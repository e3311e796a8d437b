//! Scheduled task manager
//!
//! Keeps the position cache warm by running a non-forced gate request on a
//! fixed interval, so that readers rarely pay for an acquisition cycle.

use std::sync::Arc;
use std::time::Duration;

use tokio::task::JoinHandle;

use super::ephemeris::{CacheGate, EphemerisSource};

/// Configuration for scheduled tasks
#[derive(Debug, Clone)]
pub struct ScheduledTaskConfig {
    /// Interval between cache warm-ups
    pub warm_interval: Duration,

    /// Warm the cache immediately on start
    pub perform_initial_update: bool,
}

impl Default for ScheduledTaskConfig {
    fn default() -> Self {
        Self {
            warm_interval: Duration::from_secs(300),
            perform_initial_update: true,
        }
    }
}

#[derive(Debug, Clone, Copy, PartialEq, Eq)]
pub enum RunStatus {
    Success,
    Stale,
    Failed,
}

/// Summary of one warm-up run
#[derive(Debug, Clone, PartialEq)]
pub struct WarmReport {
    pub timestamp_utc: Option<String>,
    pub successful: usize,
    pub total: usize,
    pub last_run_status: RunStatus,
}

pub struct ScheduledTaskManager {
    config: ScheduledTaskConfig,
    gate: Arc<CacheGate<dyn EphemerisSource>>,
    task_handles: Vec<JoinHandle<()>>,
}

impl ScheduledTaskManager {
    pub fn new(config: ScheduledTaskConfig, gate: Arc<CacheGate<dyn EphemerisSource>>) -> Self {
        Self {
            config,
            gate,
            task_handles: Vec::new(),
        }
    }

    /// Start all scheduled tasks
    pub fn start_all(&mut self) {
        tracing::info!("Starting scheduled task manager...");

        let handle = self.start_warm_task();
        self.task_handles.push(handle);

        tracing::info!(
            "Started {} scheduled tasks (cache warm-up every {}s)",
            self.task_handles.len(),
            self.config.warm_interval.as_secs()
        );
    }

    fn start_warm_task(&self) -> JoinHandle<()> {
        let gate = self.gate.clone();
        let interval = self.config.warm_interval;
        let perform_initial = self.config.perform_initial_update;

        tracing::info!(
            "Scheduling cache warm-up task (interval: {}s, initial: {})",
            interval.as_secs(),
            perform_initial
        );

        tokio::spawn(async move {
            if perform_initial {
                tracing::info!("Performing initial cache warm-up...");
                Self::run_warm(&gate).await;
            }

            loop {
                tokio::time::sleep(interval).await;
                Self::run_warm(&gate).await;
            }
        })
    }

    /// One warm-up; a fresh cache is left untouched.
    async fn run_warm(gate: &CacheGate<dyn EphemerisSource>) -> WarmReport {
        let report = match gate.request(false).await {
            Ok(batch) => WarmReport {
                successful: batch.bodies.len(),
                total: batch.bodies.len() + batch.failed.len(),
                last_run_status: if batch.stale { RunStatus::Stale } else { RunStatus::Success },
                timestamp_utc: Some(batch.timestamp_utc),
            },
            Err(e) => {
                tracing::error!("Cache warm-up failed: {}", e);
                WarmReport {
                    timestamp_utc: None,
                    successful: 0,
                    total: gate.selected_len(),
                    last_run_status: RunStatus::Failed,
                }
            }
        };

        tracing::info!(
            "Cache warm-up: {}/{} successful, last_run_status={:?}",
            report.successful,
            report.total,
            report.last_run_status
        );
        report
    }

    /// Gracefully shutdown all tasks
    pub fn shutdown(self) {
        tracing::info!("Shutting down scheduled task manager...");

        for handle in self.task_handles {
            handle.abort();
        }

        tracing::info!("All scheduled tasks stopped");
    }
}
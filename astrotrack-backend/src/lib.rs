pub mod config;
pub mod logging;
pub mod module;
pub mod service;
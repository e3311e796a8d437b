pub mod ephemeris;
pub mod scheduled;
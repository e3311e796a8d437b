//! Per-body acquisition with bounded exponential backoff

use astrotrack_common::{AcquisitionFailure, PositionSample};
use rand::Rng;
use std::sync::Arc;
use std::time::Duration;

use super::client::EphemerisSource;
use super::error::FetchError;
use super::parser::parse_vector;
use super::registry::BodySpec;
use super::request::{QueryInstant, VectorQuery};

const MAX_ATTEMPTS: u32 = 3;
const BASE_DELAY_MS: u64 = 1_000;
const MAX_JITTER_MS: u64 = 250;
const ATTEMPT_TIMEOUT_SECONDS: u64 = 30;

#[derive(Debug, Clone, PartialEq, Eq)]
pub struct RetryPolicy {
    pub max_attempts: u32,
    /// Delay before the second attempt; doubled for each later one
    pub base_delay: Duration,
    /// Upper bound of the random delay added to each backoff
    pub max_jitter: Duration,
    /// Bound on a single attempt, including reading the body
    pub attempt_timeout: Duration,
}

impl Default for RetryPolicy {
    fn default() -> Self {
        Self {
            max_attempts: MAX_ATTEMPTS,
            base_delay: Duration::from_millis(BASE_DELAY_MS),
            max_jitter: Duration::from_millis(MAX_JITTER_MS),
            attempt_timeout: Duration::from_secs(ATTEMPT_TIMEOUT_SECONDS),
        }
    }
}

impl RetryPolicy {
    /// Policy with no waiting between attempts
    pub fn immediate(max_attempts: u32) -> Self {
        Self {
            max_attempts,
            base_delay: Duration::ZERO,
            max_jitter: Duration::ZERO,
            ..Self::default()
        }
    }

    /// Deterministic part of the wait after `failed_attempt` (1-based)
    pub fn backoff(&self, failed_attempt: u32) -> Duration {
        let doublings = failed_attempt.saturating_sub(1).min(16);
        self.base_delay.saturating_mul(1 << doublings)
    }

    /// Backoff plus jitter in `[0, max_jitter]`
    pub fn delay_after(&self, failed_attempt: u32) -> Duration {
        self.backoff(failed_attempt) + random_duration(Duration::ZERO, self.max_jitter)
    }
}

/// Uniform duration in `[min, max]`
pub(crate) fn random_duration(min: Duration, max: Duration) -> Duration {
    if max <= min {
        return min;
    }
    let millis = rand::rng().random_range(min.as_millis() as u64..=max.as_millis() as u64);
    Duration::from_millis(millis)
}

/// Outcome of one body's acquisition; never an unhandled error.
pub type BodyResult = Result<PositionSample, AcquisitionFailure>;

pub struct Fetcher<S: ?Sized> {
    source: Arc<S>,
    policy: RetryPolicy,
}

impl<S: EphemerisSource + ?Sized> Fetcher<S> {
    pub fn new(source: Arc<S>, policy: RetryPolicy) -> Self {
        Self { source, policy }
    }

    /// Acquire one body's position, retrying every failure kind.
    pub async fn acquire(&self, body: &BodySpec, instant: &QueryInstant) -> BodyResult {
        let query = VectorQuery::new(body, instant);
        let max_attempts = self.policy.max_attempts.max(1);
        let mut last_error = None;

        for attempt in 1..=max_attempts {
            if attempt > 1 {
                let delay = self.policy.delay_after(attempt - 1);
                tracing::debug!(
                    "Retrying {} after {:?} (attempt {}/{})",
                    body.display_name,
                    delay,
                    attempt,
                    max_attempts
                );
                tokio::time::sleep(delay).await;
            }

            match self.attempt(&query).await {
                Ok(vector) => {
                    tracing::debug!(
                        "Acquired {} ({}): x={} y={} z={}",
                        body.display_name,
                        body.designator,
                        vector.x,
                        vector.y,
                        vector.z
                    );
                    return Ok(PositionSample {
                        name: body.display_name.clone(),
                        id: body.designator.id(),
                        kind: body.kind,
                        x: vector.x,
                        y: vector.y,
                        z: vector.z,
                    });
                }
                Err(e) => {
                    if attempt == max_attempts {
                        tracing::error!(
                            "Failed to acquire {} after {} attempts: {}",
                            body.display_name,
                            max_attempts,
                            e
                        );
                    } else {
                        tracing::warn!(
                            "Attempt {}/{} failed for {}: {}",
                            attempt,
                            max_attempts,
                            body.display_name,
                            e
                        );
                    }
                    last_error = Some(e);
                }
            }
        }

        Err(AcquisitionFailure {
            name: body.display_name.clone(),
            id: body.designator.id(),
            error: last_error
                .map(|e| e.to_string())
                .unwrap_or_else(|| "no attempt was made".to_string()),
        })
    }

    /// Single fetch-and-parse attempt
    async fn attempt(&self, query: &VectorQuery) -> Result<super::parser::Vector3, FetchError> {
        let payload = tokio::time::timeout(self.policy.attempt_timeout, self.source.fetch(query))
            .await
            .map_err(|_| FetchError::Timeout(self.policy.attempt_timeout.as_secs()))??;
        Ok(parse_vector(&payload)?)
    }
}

## DESCRIPTION OF THE TASK
Everything from the first line of the records through the line holding "#[derive(Debug, Clone, PartialEq)]" is to be transcribed exactly; leave out all other lines.

## OUTPUT OF THE TASK
repository e3311e796a8d437b
//! Scheduled task manager
//!
//! Keeps the position cache warm by running a non-forced gate request on a
//! fixed interval, so that readers rarely pay for an acquisition cycle.

use std::sync::Arc;
use std::time::Duration;

use tokio::task::JoinHandle;

use super::ephemeris::{CacheGate, EphemerisSource};

/// Configuration for scheduled tasks
#[derive(Debug, Clone)]
pub struct ScheduledTaskConfig {
    /// Interval between cache warm-ups
    pub warm_interval: Duration,

    /// Warm the cache immediately on start
    pub perform_initial_update: bool,
}

impl Default for ScheduledTaskConfig {
    fn default() -> Self {
        Self {
            warm_interval: Duration::from_secs(300),
            perform_initial_update: true,
        }
    }
}

#[derive(Debug, Clone, Copy, PartialEq, Eq)]
pub enum RunStatus {
    Success,
    Stale,
    Failed,
}

/// Summary of one warm-up run
#[derive(Debug, Clone, PartialEq)]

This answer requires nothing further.